Unos listones de madera cubren el despacho hasta media altura. Por encima de ese zócalo, las paredes están revestidas de mapas. Sobre la pared de la derecha, mapas de Alemania, Austria, Estonia, Suecia y Dinamarca. Sobre la de la izquierda, un gran mapa de Sudamérica y otro de Oriente Medio, y las cartas detalladas de El Cairo y Damasco. Mientras los observa, percibe un zumbido. No es un sonido, sino el latir de un sonido, su hálito, sordo, distante, que se da a la fuga cuando ella pretende aproximarse a la fuente y regresa, tenaz y mortificante, en cuanto deja de prestarle atención. Se detiene ante el callejero de El Cairo, en el que están clavadas tres chinchetas de color rojo.  

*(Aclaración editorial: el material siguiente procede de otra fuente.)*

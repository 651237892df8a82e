//! HiGHS backend through `good_lp`, enabled with the `solver-highs` feature.
//!
//! Unlike Clarabel this backend honours integer columns. `good_lp` does not
//! expose duals for HiGHS, so duals and reduced costs read as zero.

use good_lp::solvers::highs::highs;
use good_lp::{
    constraint, variable, variables, Expression, ResolutionError, Solution, SolverModel, Variable,
};
use tracing::debug;
use web_time::Instant;

use crate::backend::{SolveParams, SolverBackend};
use crate::error::{SolverError, SolverResult};
use crate::problem::{LinearProblem, MipProblem, ObjectiveSense};
use crate::solution::{MipSolution, MipStatus};

const BACKEND_ID: &str = "highs";

#[derive(Debug, Clone, Default)]
pub struct HighsBackend;

impl HighsBackend {
    pub fn new() -> Self {
        Self
    }
}

impl SolverBackend for HighsBackend {
    fn id(&self) -> &'static str {
        BACKEND_ID
    }

    fn supports_integers(&self) -> bool {
        true
    }

    fn solve(&self, problem: &MipProblem, params: &SolveParams) -> SolverResult<MipSolution> {
        let start = Instant::now();
        if params.warm_start.is_some() {
            debug!("warm start is not forwarded to HiGHS through good_lp");
        }

        let mut vars = variables!();
        let mut columns: Vec<Variable> = Vec::with_capacity(problem.columns().len());
        let mut objective = Expression::from(0.0);
        for column in problem.columns() {
            let mut definition = variable().name(column.name.clone());
            if column.lower.is_finite() {
                definition = definition.min(column.lower);
            }
            if column.upper.is_finite() {
                definition = definition.max(column.upper);
            }
            if column.integer {
                definition = definition.integer();
            }
            let var = vars.add(definition);
            objective += column.objective * var;
            columns.push(var);
        }

        let mut model = match problem.objective_sense() {
            ObjectiveSense::Minimize => vars.minimise(objective).using(highs),
            ObjectiveSense::Maximize => vars.maximise(objective).using(highs),
        };

        for row in problem.rows() {
            let mut lhs = Expression::from(0.0);
            for (&j, &a) in &row.coefficients {
                lhs += a * columns[j];
            }
            if row.lower == row.upper && row.upper.is_finite() {
                model = model.with(constraint!(lhs == row.upper));
                continue;
            }
            if row.lower.is_finite() {
                model = model.with(constraint!(lhs.clone() >= row.lower));
            }
            if row.upper.is_finite() {
                model = model.with(constraint!(lhs <= row.upper));
            }
        }

        let status_only = |status| {
            let mut solution = MipSolution::without_values(problem, status);
            solution.solve_time_ms = start.elapsed().as_millis();
            solution
        };

        match model.solve() {
            Ok(solved) => {
                let values: Vec<f64> = columns.iter().map(|&v| solved.value(v)).collect();
                let objective_value = problem
                    .columns()
                    .iter()
                    .zip(&values)
                    .map(|(c, v)| c.objective * v)
                    .sum();
                let n = values.len();
                let m = problem.rows().len();
                let mut solution = MipSolution::new(
                    problem,
                    MipStatus::Optimal,
                    objective_value,
                    values,
                    vec![0.0; n],
                    vec![0.0; m],
                );
                solution.solve_time_ms = start.elapsed().as_millis();
                Ok(solution)
            }
            Err(ResolutionError::Infeasible) => Ok(status_only(MipStatus::Infeasible)),
            Err(ResolutionError::Unbounded) => Ok(status_only(MipStatus::Unbounded)),
            Err(e) => Err(SolverError::Internal {
                backend: BACKEND_ID,
                message: e.to_string(),
            }),
        }
    }
}

#[cfg(test)]
mod tests {
    use super::*;

    #[test]
    fn test_integer_rounding_up() {
        let mut pb = MipProblem::new("integer");
        let x = pb.add_int_variable(0.0, 10.0, "x").unwrap();
        let c = pb.add_constraint(1.5, f64::INFINITY, "c").unwrap();
        pb.set_coefficient(c, x, 1.0).unwrap();
        pb.set_objective_coefficient(x, 1.0).unwrap();

        let solution = HighsBackend::new()
            .solve(&pb, &SolveParams::default())
            .unwrap();
        assert_eq!(solution.status(), MipStatus::Optimal);
        assert!((solution.optimal_value(x) - 2.0).abs() < 1e-6);
    }

    #[test]
    fn test_infeasible() {
        let mut pb = MipProblem::new("infeasible");
        let x = pb.add_num_variable(0.0, 1.0, "x").unwrap();
        let c = pb.add_constraint(2.0, 2.0, "c").unwrap();
        pb.set_coefficient(c, x, 1.0).unwrap();

        let solution = HighsBackend::new()
            .solve(&pb, &SolveParams::default())
            .unwrap();
        assert_eq!(solution.status(), MipStatus::Infeasible);
    }
}
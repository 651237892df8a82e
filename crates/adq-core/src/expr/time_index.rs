//! Time/scenario dependency of expressions.

use std::collections::HashMap;
use std::ops::{BitOr, BitOrAssign};

use serde::{Deserialize, Serialize};

use super::{Node, NodeId, NodeRegistry};

/// Whether a value may differ across time steps and/or scenarios.
///
/// Two independent flags (time, scenario) packed in two bits; [`BitOr`]
/// joins them, which makes the set a join-semilattice with
/// `ConstantInTimeAndScenario` as bottom.
#[derive(Debug, Clone, Copy, PartialEq, Eq, Hash, Default, Serialize, Deserialize)]
#[serde(rename_all = "snake_case")]
pub enum TimeIndex {
    #[default]
    ConstantInTimeAndScenario,
    VaryingInTimeOnly,
    VaryingInScenarioOnly,
    VaryingInTimeAndScenario,
}

const TIME_BIT: u8 = 0b01;
const SCENARIO_BIT: u8 = 0b10;

impl TimeIndex {
    pub const ALL: [TimeIndex; 4] = [
        TimeIndex::ConstantInTimeAndScenario,
        TimeIndex::VaryingInTimeOnly,
        TimeIndex::VaryingInScenarioOnly,
        TimeIndex::VaryingInTimeAndScenario,
    ];

    pub const fn from_flags(time: bool, scenario: bool) -> Self {
        match (time, scenario) {
            (false, false) => TimeIndex::ConstantInTimeAndScenario,
            (true, false) => TimeIndex::VaryingInTimeOnly,
            (false, true) => TimeIndex::VaryingInScenarioOnly,
            (true, true) => TimeIndex::VaryingInTimeAndScenario,
        }
    }

    const fn bits(self) -> u8 {
        match self {
            TimeIndex::ConstantInTimeAndScenario => 0,
            TimeIndex::VaryingInTimeOnly => TIME_BIT,
            TimeIndex::VaryingInScenarioOnly => SCENARIO_BIT,
            TimeIndex::VaryingInTimeAndScenario => TIME_BIT | SCENARIO_BIT,
        }
    }

    const fn from_bits(bits: u8) -> Self {
        Self::from_flags(bits & TIME_BIT != 0, bits & SCENARIO_BIT != 0)
    }

    pub const fn varies_in_time(self) -> bool {
        self.bits() & TIME_BIT != 0
    }

    pub const fn varies_in_scenario(self) -> bool {
        self.bits() & SCENARIO_BIT != 0
    }
}

impl BitOr for TimeIndex {
    type Output = TimeIndex;

    fn bitor(self, rhs: TimeIndex) -> TimeIndex {
        TimeIndex::from_bits(self.bits() | rhs.bits())
    }
}

impl BitOrAssign for TimeIndex {
    fn bitor_assign(&mut self, rhs: TimeIndex) {
        *self = *self | rhs;
    }
}

/// Infers the [`TimeIndex`] of a subtree.
///
/// Port and component references are not resolvable from the tree alone; their
/// index comes from `context`, keyed by node. A reference missing from the
/// context is assumed to vary in both dimensions.
pub struct TimeIndexVisitor<'a> {
    registry: &'a NodeRegistry,
    context: HashMap<NodeId, TimeIndex>,
}

impl<'a> TimeIndexVisitor<'a> {
    pub fn new(registry: &'a NodeRegistry) -> Self {
        Self {
            registry,
            context: HashMap::new(),
        }
    }

    pub fn with_context(registry: &'a NodeRegistry, context: HashMap<NodeId, TimeIndex>) -> Self {
        Self { registry, context }
    }

    pub fn visit(&self, id: NodeId) -> TimeIndex {
        match &self.registry[id] {
            Node::Literal(_) => TimeIndex::ConstantInTimeAndScenario,
            Node::Parameter { time_index, .. } | Node::Variable { time_index, .. } => *time_index,
            Node::Negation(child) => self.visit(*child),
            Node::Sum(l, r)
            | Node::Subtraction(l, r)
            | Node::Multiplication(l, r)
            | Node::Division(l, r)
            | Node::Comparison {
                left: l, right: r, ..
            } => self.visit(*l) | self.visit(*r),
            Node::PortField { .. }
            | Node::PortFieldSum { .. }
            | Node::ComponentVariable { .. }
            | Node::ComponentParameter { .. } => self
                .context
                .get(&id)
                .copied()
                .unwrap_or(TimeIndex::VaryingInTimeAndScenario),
        }
    }
}

/// Shorthand for `TimeIndexVisitor::new(registry).visit(id)`.
pub fn time_index(registry: &NodeRegistry, id: NodeId) -> TimeIndex {
    TimeIndexVisitor::new(registry).visit(id)
}

#[cfg(test)]
mod tests {
    use super::*;

    #[test]
    fn test_combine_is_commutative_associative_idempotent() {
        for a in TimeIndex::ALL {
            assert_eq!(a | a, a);
            for b in TimeIndex::ALL {
                assert_eq!(a | b, b | a);
                for c in TimeIndex::ALL {
                    assert_eq!((a | b) | c, a | (b | c));
                }
            }
        }
    }

    #[test]
    fn test_constant_is_identity_and_both_absorbs() {
        for x in TimeIndex::ALL {
            assert_eq!(TimeIndex::ConstantInTimeAndScenario | x, x);
            assert_eq!(
                TimeIndex::VaryingInTimeAndScenario | x,
                TimeIndex::VaryingInTimeAndScenario
            );
        }
        assert_eq!(
            TimeIndex::VaryingInTimeOnly | TimeIndex::VaryingInScenarioOnly,
            TimeIndex::VaryingInTimeAndScenario
        );
    }

    #[test]
    fn test_flags() {
        assert!(TimeIndex::VaryingInTimeOnly.varies_in_time());
        assert!(!TimeIndex::VaryingInTimeOnly.varies_in_scenario());
        assert_eq!(TimeIndex::from_flags(false, true), TimeIndex::VaryingInScenarioOnly);
    }

    #[test]
    fn test_visitor_joins_children() {
        let mut registry = NodeRegistry::new();
        let p = registry.parameter("p", TimeIndex::VaryingInScenarioOnly);
        let x = registry.variable("x", TimeIndex::VaryingInTimeOnly);
        let lit = registry.literal(3.0);
        let product = registry.multiply(p, x);
        let neg = registry.negate(lit);

        assert_eq!(time_index(&registry, lit), TimeIndex::ConstantInTimeAndScenario);
        assert_eq!(time_index(&registry, neg), TimeIndex::ConstantInTimeAndScenario);
        assert_eq!(time_index(&registry, product), TimeIndex::VaryingInTimeAndScenario);

        let le = registry.less_or_equal(x, lit);
        assert_eq!(time_index(&registry, le), TimeIndex::VaryingInTimeOnly);
    }

    #[test]
    fn test_visitor_uses_context_for_references() {
        let mut registry = NodeRegistry::new();
        let port = registry.port_field("balance", "flow");
        let other = registry.component_variable("gen", "p");

        let mut context = HashMap::new();
        context.insert(port, TimeIndex::VaryingInTimeOnly);
        let visitor = TimeIndexVisitor::with_context(&registry, context);

        assert_eq!(visitor.visit(port), TimeIndex::VaryingInTimeOnly);
        assert_eq!(visitor.visit(other), TimeIndex::VaryingInTimeAndScenario);
    }
}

- ¿Por qué tres? ¿Diferentes domicilios?

- Sí, aunque ninguno de ellos figura a su nombre. Tome, éstos son los archivos de los que le hablé. Ahí está todo, desde la partida de bautismo hasta la huella dactilar, las últimas declaraciones tributarias que presentó, media docena de fotos, antes y después de la operación, un árbol detallado de sus relaciones familiares y personales, la documentación de guerra, todos sus desplazamientos, todos los domicilios que le conocemos, la correspondencia interceptada. ¿Querrá hacer lo que hizo con Dietrich?

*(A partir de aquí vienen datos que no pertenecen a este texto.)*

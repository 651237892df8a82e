//! Infeasibility analysis of a problem that found no solution.
//!
//! Two checks, in order:
//!
//! 1. variable bounds: a column with `lower > upper` is infeasible on its own
//!    and is reported without solving anything;
//! 2. slack relaxation: every finite side of every row gets a non-negative
//!    slack, and the sum of slacks is minimised. Rows whose slacks stay
//!    positive are the ones that cannot be satisfied together.

use std::fmt;
use std::sync::Arc;

use adq_solver_common::{
    LinearProblem, MipProblem, MipStatus, SolveParams, SolverBackend, SolverResult, VarId,
};
use tracing::{error, warn};

/// Slacks at or below this value count as satisfied.
pub const VIOLATION_TOLERANCE: f64 = 1e-6;

#[derive(Debug, Clone, Copy, PartialEq, Eq)]
pub enum BoundSide {
    Lower,
    Upper,
}

impl fmt::Display for BoundSide {
    fn fmt(&self, f: &mut fmt::Formatter<'_>) -> fmt::Result {
        match self {
            BoundSide::Lower => write!(f, "lower"),
            BoundSide::Upper => write!(f, "upper"),
        }
    }
}

#[derive(Debug, Clone, PartialEq)]
pub struct InvertedBounds {
    pub variable: String,
    pub lower: f64,
    pub upper: f64,
}

#[derive(Debug, Clone, PartialEq)]
pub struct ConstraintViolation {
    pub constraint: String,
    pub side: BoundSide,
    pub amount: f64,
}

#[derive(Debug, Clone, PartialEq, Default)]
pub struct InfeasibilityReport {
    pub inverted_bounds: Vec<InvertedBounds>,
    /// Sorted by decreasing amount.
    pub violations: Vec<ConstraintViolation>,
    /// Status of the slack relaxation, when it was run.
    pub relaxation_status: Option<MipStatus>,
}

impl InfeasibilityReport {
    pub fn is_empty(&self) -> bool {
        self.inverted_bounds.is_empty() && self.violations.is_empty()
    }

    pub fn log(&self) {
        if self.is_empty() {
            warn!("Infeasibility analysis found no culprit");
            return;
        }
        for bounds in &self.inverted_bounds {
            error!(
                variable = %bounds.variable,
                lower = bounds.lower,
                upper = bounds.upper,
                "Variable has inverted bounds"
            );
        }
        for violation in &self.violations {
            error!(
                constraint = %violation.constraint,
                side = %violation.side,
                amount = violation.amount,
                "Constraint cannot be satisfied"
            );
        }
    }
}

impl fmt::Display for InfeasibilityReport {
    fn fmt(&self, f: &mut fmt::Formatter<'_>) -> fmt::Result {
        writeln!(f, "Infeasibility analysis:")?;
        if self.is_empty() {
            writeln!(f, "  no culprit found")?;
        }
        for b in &self.inverted_bounds {
            writeln!(
                f,
                "  variable '{}': lower bound {} above upper bound {}",
                b.variable, b.lower, b.upper
            )?;
        }
        for v in &self.violations {
            writeln!(
                f,
                "  constraint '{}': {} bound violated by {}",
                v.constraint, v.side, v.amount
            )?;
        }
        Ok(())
    }
}

pub struct InfeasibilityAnalyzer {
    backend: Arc<dyn SolverBackend>,
}

struct Slack {
    row: usize,
    side: BoundSide,
    var: VarId,
}

impl InfeasibilityAnalyzer {
    pub fn new(backend: Arc<dyn SolverBackend>) -> Self {
        Self { backend }
    }

    pub fn run(&self, problem: &MipProblem) -> SolverResult<InfeasibilityReport> {
        let inverted_bounds: Vec<InvertedBounds> = problem
            .columns()
            .iter()
            .filter(|c| c.lower > c.upper)
            .map(|c| InvertedBounds {
                variable: c.name.clone(),
                lower: c.lower,
                upper: c.upper,
            })
            .collect();
        if !inverted_bounds.is_empty() {
            return Ok(InfeasibilityReport {
                inverted_bounds,
                ..Default::default()
            });
        }

        let (elastic, slacks) = match Self::elastic_copy(problem) {
            Ok(copy) => copy,
            Err(e) => {
                // Positional names cannot clash; reaching this is a sink bug.
                warn!(error = %e, "Could not build the slack relaxation");
                return Ok(InfeasibilityReport::default());
            }
        };
        let solution = self.backend.solve(&elastic, &SolveParams::default())?;
        let status = solution.status();
        if !status.is_success() {
            warn!(%status, "Slack relaxation was not solved");
            return Ok(InfeasibilityReport {
                relaxation_status: Some(status),
                ..Default::default()
            });
        }

        let mut violations: Vec<ConstraintViolation> = slacks
            .iter()
            .filter_map(|s| {
                let amount = solution.optimal_value(s.var);
                (amount > VIOLATION_TOLERANCE).then(|| ConstraintViolation {
                    constraint: problem.rows()[s.row].name.clone(),
                    side: s.side,
                    amount,
                })
            })
            .collect();
        violations.sort_by(|a, b| b.amount.total_cmp(&a.amount));

        Ok(InfeasibilityReport {
            inverted_bounds: Vec::new(),
            violations,
            relaxation_status: Some(status),
        })
    }

    /// Copy of `problem` where each finite row side carries a slack, with
    /// the sum of slacks as objective. Elements get positional names.
    fn elastic_copy(
        problem: &MipProblem,
    ) -> adq_solver_common::ProblemResult<(MipProblem, Vec<Slack>)> {
        let mut elastic = MipProblem::new(format!("{}-elastic", problem.name()));
        let mut columns = Vec::with_capacity(problem.columns().len());
        for (j, column) in problem.columns().iter().enumerate() {
            columns.push(elastic.add_num_variable(column.lower, column.upper, &format!("x{j}"))?);
        }

        let mut slacks = Vec::new();
        for (i, row) in problem.rows().iter().enumerate() {
            let ct = elastic.add_constraint(row.lower, row.upper, &format!("c{i}"))?;
            for (&j, &a) in &row.coefficients {
                elastic.set_coefficient(ct, columns[j], a)?;
            }
            if row.lower.is_finite() {
                let var = elastic.add_num_variable(0.0, f64::INFINITY, &format!("s_low_{i}"))?;
                elastic.set_coefficient(ct, var, 1.0)?;
                elastic.set_objective_coefficient(var, 1.0)?;
                slacks.push(Slack {
                    row: i,
                    side: BoundSide::Lower,
                    var,
                });
            }
            if row.upper.is_finite() {
                let var = elastic.add_num_variable(0.0, f64::INFINITY, &format!("s_up_{i}"))?;
                elastic.set_coefficient(ct, var, -1.0)?;
                elastic.set_objective_coefficient(var, 1.0)?;
                slacks.push(Slack {
                    row: i,
                    side: BoundSide::Upper,
                    var,
                });
            }
        }
        elastic.set_minimization();
        Ok((elastic, slacks))
    }
}

#[cfg(test)]
mod tests {
    use super::*;
    use adq_solver_common::ClarabelBackend;

    fn analyzer() -> InfeasibilityAnalyzer {
        InfeasibilityAnalyzer::new(Arc::new(ClarabelBackend::new()))
    }

    #[test]
    fn test_inverted_bounds_reported_first() {
        let mut pb = MipProblem::new("bounds");
        pb.add_num_variable(2.0, 1.0, "broken").unwrap();
        let report = analyzer().run(&pb).unwrap();
        assert_eq!(report.inverted_bounds.len(), 1);
        assert_eq!(report.inverted_bounds[0].variable, "broken");
        assert!(report.relaxation_status.is_none());
        assert!(report.to_string().contains("'broken'"));
    }

    #[test]
    fn test_violated_constraint_is_named() {
        // x in [0, 1] but demand needs x = 2.
        let mut pb = MipProblem::new("demand");
        let x = pb.add_num_variable(0.0, 1.0, "x").unwrap();
        let demand = pb.add_constraint(2.0, 2.0, "demand").unwrap();
        let loose = pb.add_constraint(f64::NEG_INFINITY, 10.0, "loose").unwrap();
        pb.set_coefficient(demand, x, 1.0).unwrap();
        pb.set_coefficient(loose, x, 1.0).unwrap();

        let report = analyzer().run(&pb).unwrap();
        assert_eq!(report.relaxation_status, Some(MipStatus::Optimal));
        assert_eq!(report.violations.len(), 1);
        let violation = &report.violations[0];
        assert_eq!(violation.constraint, "demand");
        assert_eq!(violation.side, BoundSide::Lower);
        assert!((violation.amount - 1.0).abs() < 1e-5);
        assert!(report.to_string().contains("'demand'"));
    }

    #[test]
    fn test_feasible_problem_has_empty_report() {
        let mut pb = MipProblem::new("ok");
        let x = pb.add_num_variable(0.0, 5.0, "x").unwrap();
        let c = pb.add_constraint(1.0, 1.0, "c").unwrap();
        pb.set_coefficient(c, x, 1.0).unwrap();
        let report = analyzer().run(&pb).unwrap();
        assert!(report.is_empty());
        assert!(report.to_string().contains("no culprit"));
    }
}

- Haré todo lo que esté en mis manos, con la única restricción que usted conoce.   

- Me dijo que su trabajo tenía un precio. Sabe que no estoy en condiciones de solicitar un presupuesto elevado y que el pago ha de hacerse por canales ocultos. 

- El precio de mi trabajo es el nombre y la dirección exacta de la abuela de Moshele W. Sé que los padres murieron, pero ella aún vive.  

Weisz la mira con sorpresa.

- Lo tendrá. Los historiadores sabrán recuperar ese fragmento. Procuraré hacérselo llegar antes de que se vaya. ¿Por qué hace esto?

- ¿Por qué lo hace usted, Weisz?

Weisz se encoge de hombros.

- Los muertos son más débiles que los que aún están, no se pueden defender. Subamos a la azotea. Quiero enseñarle una cosa.

En la azotea, Weisz se acerca al abismo. Están entre los intestinos de hierro que vio desde la parada del autobús. Ella se agarra con fuerza a uno de ellos. Han comenzado a caer unas gotas gruesas.

- Me gusta asomarme aquí cuando termino de trabajar. ¿Ve dónde estamos? Rodeados. El mar, el desierto, los demás países. Por eso han decidido dejar de invertir aquí. Quiero decir en este edificio, y también en nuestra actividad. Sólo quedamos Shlomi y yo. Bueno, y ahora usted.

El zumbido se hace cada vez más intenso, hasta que los ve en el aire. Son dos cazabombarderos que regresan desde el oeste a su base después de unas maniobras. Con la lluvia, el simún parece haberse detenido, pero el viento que ahora sopla viene de las regiones más inferiores de la muerte.